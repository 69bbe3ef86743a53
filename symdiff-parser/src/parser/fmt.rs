//! Rendering of expressions as infix text, and as an indented tree for debugging.
//!
//! The infix form uses the fewest parentheses that still parse back into an equivalent
//! expression: an operand is parenthesized when it binds more loosely than its parent operator,
//! or equally loosely on the side that associativity would otherwise regroup.

use std::fmt::{Display, Formatter, Result};
use super::{
    ast::{binary::Binary, call::Call, expr::Expr, unary::Unary},
    token::op::BinOpKind,
    Associativity,
    Precedence,
};

/// The number of significant digits used to print numbers.
pub const SIGNIFICANT_DIGITS: usize = 10;

/// Printed in place of a number that has no finite value.
pub const PLACEHOLDER: &str = "<?>";

/// Formats a number with [`SIGNIFICANT_DIGITS`] significant digits in positional notation,
/// trimming trailing zeros. Negative zero is printed as `0`.
pub fn fmt_number(n: f64) -> String {
    if !n.is_finite() {
        return PLACEHOLDER.to_string();
    }
    if n == 0.0 {
        return "0".to_string();
    }

    // the exponent of the rounded value, which can differ from that of `n` itself
    let sci = format!("{:.*e}", SIGNIFICANT_DIGITS - 1, n.abs());
    let Some((mantissa, exponent)) = sci.split_once('e') else {
        return n.to_string();
    };
    let Ok(exponent) = exponent.parse::<i32>() else {
        return n.to_string();
    };
    let digits = mantissa.replace('.', "");

    // position of the decimal point within `digits`
    let point = exponent + 1;
    let mut result = String::new();
    if n < 0.0 {
        result.push('-');
    }

    if point <= 0 {
        result.push_str("0.");
        result.push_str(&"0".repeat(point.unsigned_abs() as usize));
        result.push_str(&digits);
    } else if point as usize >= digits.len() {
        result.push_str(&digits);
        result.push_str(&"0".repeat(point as usize - digits.len()));
    } else {
        let (int, frac) = digits.split_at(point as usize);
        result.push_str(int);
        result.push('.');
        result.push_str(frac);
    }

    trim_trailing(result)
}

/// Removes trailing zeros after the decimal point, and the point itself if nothing follows it.
fn trim_trailing(mut s: String) -> String {
    if s.contains('.') {
        let len = s.trim_end_matches('0').trim_end_matches('.').len();
        s.truncate(len);
    }
    s
}

/// Writes an operand, wrapped in parentheses if requested.
fn fmt_operand(f: &mut Formatter, operand: &Expr, paren: bool) -> Result {
    if paren {
        write!(f, "({})", operand)
    } else {
        write!(f, "{}", operand)
    }
}

impl Display for Expr {
    fn fmt(&self, f: &mut Formatter) -> Result {
        match self {
            Self::Number(n) => write!(f, "{}", fmt_number(*n)),
            Self::Variable => write!(f, "x"),
            Self::Binary(binary) => binary.fmt(f),
            Self::Unary(unary) => unary.fmt(f),
            Self::Call(call) => call.fmt(f),
        }
    }
}

impl Display for Binary {
    fn fmt(&self, f: &mut Formatter) -> Result {
        let precedence = self.op.precedence();

        let lhs = self.lhs.precedence();
        let lhs_paren = match self.op.associativity() {
            Associativity::Left => lhs < precedence,
            Associativity::Right => lhs <= precedence,
        };

        let rhs = self.rhs.precedence();
        let rhs_paren = match self.op {
            // a signed exponent needs parentheses, as in `2 ^ (-(x))`
            BinOpKind::Add | BinOpKind::Mul | BinOpKind::Exp => rhs < precedence,
            BinOpKind::Sub | BinOpKind::Div => rhs <= precedence,
        };

        fmt_operand(f, &self.lhs, lhs_paren)?;
        write!(f, " {} ", self.op)?;
        fmt_operand(f, &self.rhs, rhs_paren)
    }
}

impl Display for Unary {
    fn fmt(&self, f: &mut Formatter) -> Result {
        write!(f, "{}({})", self.op, self.operand)
    }
}

impl Display for Call {
    fn fmt(&self, f: &mut Formatter) -> Result {
        write!(f, "{}({})", self.func, self.arg)
    }
}

/// A wrapper type that implements [`Display`] by printing an expression as an indented tree,
/// one node per line.
pub struct TreeFormatter<'a>(&'a Expr);

impl Expr {
    /// Wraps the expression in a [`TreeFormatter`].
    pub fn as_tree(&self) -> TreeFormatter<'_> {
        TreeFormatter(self)
    }
}

impl Display for TreeFormatter<'_> {
    fn fmt(&self, f: &mut Formatter) -> Result {
        fmt_tree(f, self.0, 0)
    }
}

fn fmt_tree(f: &mut Formatter, expr: &Expr, depth: usize) -> Result {
    let indent = "  ".repeat(depth);
    match expr {
        Expr::Number(n) => writeln!(f, "{}[NUM: {}]", indent, fmt_number(*n)),
        Expr::Variable => writeln!(f, "{}[VAR: x]", indent),
        Expr::Binary(binary) => {
            writeln!(f, "{}[OP: {}]", indent, binary.op)?;
            fmt_tree(f, &binary.lhs, depth + 1)?;
            fmt_tree(f, &binary.rhs, depth + 1)
        },
        Expr::Unary(unary) => {
            writeln!(f, "{}[UNARY: {}]", indent, unary.op)?;
            fmt_tree(f, &unary.operand, depth + 1)
        },
        Expr::Call(call) => {
            writeln!(f, "{}[FUNC: {}]", indent, call.func)?;
            fmt_tree(f, &call.arg, depth + 1)
        },
    }
}

#[cfg(test)]
mod tests {
    use pretty_assertions::assert_eq;
    use super::*;

    use crate::parser::parse;

    fn reprint(input: &str) -> String {
        parse(input).unwrap().to_string()
    }

    #[test]
    fn fmt_display() {
        assert_eq!(reprint("2x+3"), "2 * x + 3");
        assert_eq!(reprint("sin(x)cos(x)"), "sin(x) * cos(x)");
    }

    #[test]
    fn fmt_parenthesized_right_operand() {
        assert_eq!(reprint("2-(3-x)"), "2 - (3 - x)");
        assert_eq!(reprint("x/(2*x)"), "x / (2 * x)");
        assert_eq!(reprint("x+(2+x)"), "x + 2 + x");
    }

    #[test]
    fn fmt_redundant_parens_dropped() {
        assert_eq!(reprint("(x/2)*x"), "x / 2 * x");
        assert_eq!(reprint("((x))"), "x");
    }

    #[test]
    fn fmt_powers() {
        assert_eq!(reprint("(x+1)^2"), "(x + 1) ^ 2");
        assert_eq!(reprint("2^3^x"), "2 ^ 3 ^ x");
        assert_eq!(reprint("(2^3)^x"), "(2 ^ 3) ^ x");
        assert_eq!(reprint("2^(-x)"), "2 ^ (-(x))");
    }

    #[test]
    fn fmt_unary() {
        assert_eq!(reprint("-x^2"), "-(x ^ 2)");
        assert_eq!(reprint("(-x)^2"), "(-(x)) ^ 2");
        assert_eq!(reprint("+x"), "+(x)");
        assert_eq!(reprint("x*-x"), "x * -(x)");
    }

    #[test]
    fn fmt_negative_numbers() {
        let square = Expr::binary(BinOpKind::Exp, Expr::number(-2.0), Expr::number(2.0));
        assert_eq!(square.to_string(), "(-2) ^ 2");

        let diff = Expr::binary(BinOpKind::Sub, Expr::variable(), Expr::number(-2.0));
        assert_eq!(diff.to_string(), "x - -2");

        let reciprocal = Expr::binary(BinOpKind::Exp, Expr::variable(), Expr::number(-3.0));
        assert_eq!(reciprocal.to_string(), "x ^ (-3)");
        assert_eq!(parse(&reciprocal.to_string()).unwrap().to_string(), "x ^ (-(3))");
    }

    #[test]
    fn fmt_numbers() {
        assert_eq!(fmt_number(2.0), "2");
        assert_eq!(fmt_number(0.1), "0.1");
        assert_eq!(fmt_number(1234.5), "1234.5");
        assert_eq!(fmt_number(1.0 / 3.0), "0.3333333333");
        assert_eq!(fmt_number(-2.5), "-2.5");
        assert_eq!(fmt_number(-0.0), "0");
        assert_eq!(fmt_number(1e-5), "0.00001");
        assert_eq!(fmt_number(1e10), "10000000000");
        assert_eq!(fmt_number(123456789012.0), "123456789000");
        assert_eq!(fmt_number(9.99999999999), "10");
        assert_eq!(fmt_number(f64::NAN), PLACEHOLDER);
    }

    #[test]
    fn fmt_tree_dump() {
        let tree = parse("2x + sin(-x)").unwrap().as_tree().to_string();
        assert_eq!(
            tree,
            "[OP: +]\n  [OP: *]\n    [NUM: 2]\n    [VAR: x]\n  [FUNC: sin]\n    [UNARY: -]\n      [VAR: x]\n",
        );
    }
}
• • • • •
- Exercise brief
Reproduce exactly, and with no other material, the lines between those holding "impl Display for Expr" and "a signed exponent", inclusive.

- Final answer
impl Display for Expr {
    fn fmt(&self, f: &mut Formatter) -> Result {
        match self {
            Self::Number(n) => write!(f, "{}", fmt_number(*n)),
            Self::Variable => write!(f, "x"),
            Self::Binary(binary) => binary.fmt(f),
            Self::Unary(unary) => unary.fmt(f),
            Self::Call(call) => call.fmt(f),
        }
    }
}

impl Display for Binary {
    fn fmt(&self, f: &mut Formatter) -> Result {
        let precedence = self.op.precedence();

        let lhs = self.lhs.precedence();
        let lhs_paren = match self.op.associativity() {
            Associativity::Left => lhs < precedence,
            Associativity::Right => lhs <= precedence,
        };

        let rhs = self.rhs.precedence();
        let rhs_paren = match self.op {
            // a signed exponent needs parentheses, as in `2 ^ (-(x))`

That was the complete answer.